At the same time, the wind and solar industries are becoming more confident about the durability of their equipment. Other recent Berkeley Lab research shows that expectations of solar project life have increased to 32.5 years on average, and that operating expenses dropped by half over the last decade. Earlier work, also by Berkeley Lab, showed the same trends in project life and OpEx for U.S. wind plants, with expected life exceeding 30 years in most instances and OpEx running at just half the level it was in the late 1990s.

Understanding how projects perform as they age, along with their expected OpEx and useful life, is important for planners exploring how to meet future energy needs, for investors anticipating financial returns based on plant costs and performance, and for plant operators budgeting for future maintenance and repair.

Drivers of performance as renewable projects age

A key insight of the research is that the entire plant can contribute to age-related performance decline. Solar module degradation, for example, is widely studied and covered by warranties, but power output can also decline over time due to equipment failure throughout the plant, module soiling, and downtime for maintenance, among many other factors.

These broader performance drivers are critical to understand. Any decline beyond the 0.5 percent per year that is typically warranted by module manufacturers and commonly assumed within power purchase agreements can cut into investor returns, if it is not anticipated in advance.

Berkeley Lab researchers used novel approaches in these studies, assessing how actual plants have performed over time, while controlling for variation in the wind and solar resource, as well as curtailment. The research covered a sizable fraction of operating wind and utility-scale solar capacity in the U.S., including 411 utility-scale solar plants totaling 21 gigawatts, and 917 wind plants totaling 86 gigawatts.

The research did not dig in to the engineering details of component failure modes or degradation drivers, but it did find some important relationships beyond project vintage. For example, wind turbines with longer blades relative to generator size (known as lower “specific power” turbines) have become increasingly popular, and are holding up better with age.

Likewise, solar projects with a higher DC:AC ratio — the ratio of solar panel capacity relative to inverter capacity, also called the “inverter loading ratio” — have higher capacity factors on average, and see less performance decline with age.

Larger solar plants are seeing only half the performance decline of plants smaller than 25 megawatts, suggesting that these larger facilities have more-aggressive operations and maintenance protocols. The research also finds a small but noticeable step-down in the performance of wind plants as they age out of the 10-year federal production tax credit, which provides a per-kilowatt-hour incentive.

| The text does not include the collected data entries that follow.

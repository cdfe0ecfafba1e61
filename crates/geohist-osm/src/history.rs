//! In-memory version history of nodes, ways and relations.

use crate::document::OsmDocument;
use crate::model::{ChildFeature, Node, Relation, Way};
use async_trait::async_trait;
use geohist_core::{FeatureId, FeatureKind, HistorySource};
use std::collections::HashMap;

/// Errors returned by [`HistoryDatasource`].
#[derive(Debug, Clone, PartialEq, Eq, thiserror::Error)]
pub enum DatasourceError {
    /// No versions are recorded for the feature
    #[error("{0} not found")]
    NotFound(FeatureId),
    /// The feature is not of the kind the caller asked for
    #[error("{id} is not a {expected}")]
    UnexpectedKind {
        /// Requested feature
        id: FeatureId,
        /// Kind the caller can handle
        expected: FeatureKind,
    },
}

/// Every known version of each feature, held in memory.
#[derive(Debug, Clone, Default)]
pub struct HistoryDatasource {
    nodes: HashMap<i64, Vec<Node>>,
    ways: HashMap<i64, Vec<Way>>,
    relations: HashMap<i64, Vec<Relation>>,
}

impl HistoryDatasource {
    /// Create an empty datasource.
    #[must_use]
    pub fn new() -> Self {
        Self::default()
    }

    /// Index every version in `doc`.
    #[must_use]
    pub fn from_document(doc: OsmDocument) -> Self {
        let mut ds = Self::new();
        ds.extend(doc);
        ds
    }

    /// Index every version in `doc`, alongside those already known.
    pub fn extend(&mut self, doc: OsmDocument) {
        doc.nodes.into_iter().for_each(|n| self.insert_node(n));
        doc.ways.into_iter().for_each(|w| self.insert_way(w));
        doc.relations
            .into_iter()
            .for_each(|r| self.insert_relation(r));
    }

    /// Record a node version.
    pub fn insert_node(&mut self, node: Node) {
        self.nodes.entry(node.id).or_default().push(node);
    }

    /// Record a way version.
    pub fn insert_way(&mut self, way: Way) {
        self.ways.entry(way.id).or_default().push(way);
    }

    /// Record a relation version.
    pub fn insert_relation(&mut self, relation: Relation) {
        self.relations
            .entry(relation.id)
            .or_default()
            .push(relation);
    }

    /// Versions of node `id`, in insertion order.
    ///
    /// # Errors
    ///
    /// Returns [`DatasourceError::NotFound`] if nothing is recorded.
    pub fn node_history(&self, id: i64) -> Result<&[Node], DatasourceError> {
        lookup(&self.nodes, id, FeatureId::node(id))
    }

    /// Versions of way `id`, in insertion order.
    ///
    /// # Errors
    ///
    /// Returns [`DatasourceError::NotFound`] if nothing is recorded.
    pub fn way_history(&self, id: i64) -> Result<&[Way], DatasourceError> {
        lookup(&self.ways, id, FeatureId::way(id))
    }

    /// Versions of relation `id`, in insertion order.
    ///
    /// # Errors
    ///
    /// Returns [`DatasourceError::NotFound`] if nothing is recorded.
    pub fn relation_history(&self, id: i64) -> Result<&[Relation], DatasourceError> {
        lookup(&self.relations, id, FeatureId::relation(id))
    }

    /// Versions of any feature.
    ///
    /// # Errors
    ///
    /// Returns [`DatasourceError::NotFound`] if nothing is recorded.
    pub fn history(&self, id: FeatureId) -> Result<Vec<ChildFeature>, DatasourceError> {
        let versions = match id.kind {
            FeatureKind::Node => into_children(self.node_history(id.ref_)?),
            FeatureKind::Way => into_children(self.way_history(id.ref_)?),
            FeatureKind::Relation => into_children(self.relation_history(id.ref_)?),
        };
        Ok(versions)
    }
}

fn lookup<'a, T>(
    map: &'a HashMap<i64, Vec<T>>,
    id: i64,
    feature: FeatureId,
) -> Result<&'a [T], DatasourceError> {
    map.get(&id)
        .filter(|versions| !versions.is_empty())
        .map(Vec::as_slice)
        .ok_or(DatasourceError::NotFound(feature))
}

fn into_children<T>(versions: &[T]) -> Vec<ChildFeature>
where
    T: Clone + Into<ChildFeature>,
{
    versions.iter().cloned().map(Into::into).collect()
}

#[async_trait]
impl HistorySource<Node> for HistoryDatasource {
    type Error = DatasourceError;

    async fn fetch_history(&self, id: FeatureId) -> Result<Vec<Node>, Self::Error> {
        if id.kind != FeatureKind::Node {
            return Err(DatasourceError::UnexpectedKind {
                id,
                expected: FeatureKind::Node,
            });
        }
        Ok(self.node_history(id.ref_)?.to_vec())
    }

    fn is_not_found(&self, err: &Self::Error) -> bool {
        matches!(err, DatasourceError::NotFound(_))
    }
}

#[async_trait]
impl HistorySource<ChildFeature> for HistoryDatasource {
    type Error = DatasourceError;

    async fn fetch_history(&self, id: FeatureId) -> Result<Vec<ChildFeature>, Self::Error> {
        self.history(id)
    }

    fn is_not_found(&self, err: &Self::Error) -> bool {
        matches!(err, DatasourceError::NotFound(_))
    }
}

Both of these findings demonstrate that while aging is a fact of life, it can also be managed. Just as humans make lifestyle choices to potentially combat the effects of age, wind and solar project owners make operational tradeoffs to minimize the cost of energy and maximize value over time. Project size, power purchase agreement terms, federal and state incentives and other factors all impact these tradeoffs surrounding maintenance budgets and approaches.

Age-related performance impacts are not, of course, restricted to solar and wind generators. All physical systems degrade. One study, for example, cites research showing that gas turbine efficiency drops by 0.3–0.6 percent per year with regular washing and component replacement, or by 0.75–2.25 percent without, and that the efficiency of thermal power plants is sometimes assumed to fall by 0.15–0.55 percent per year.

Nothing stays new forever. It should come as no surprise, therefore, that the performance of wind and solar plants trails off as they age. This new research shines light on the magnitude of age-related performance decline, identifies some of the drivers, and illustrates how aging is a managed process, not solely a physical inevitability.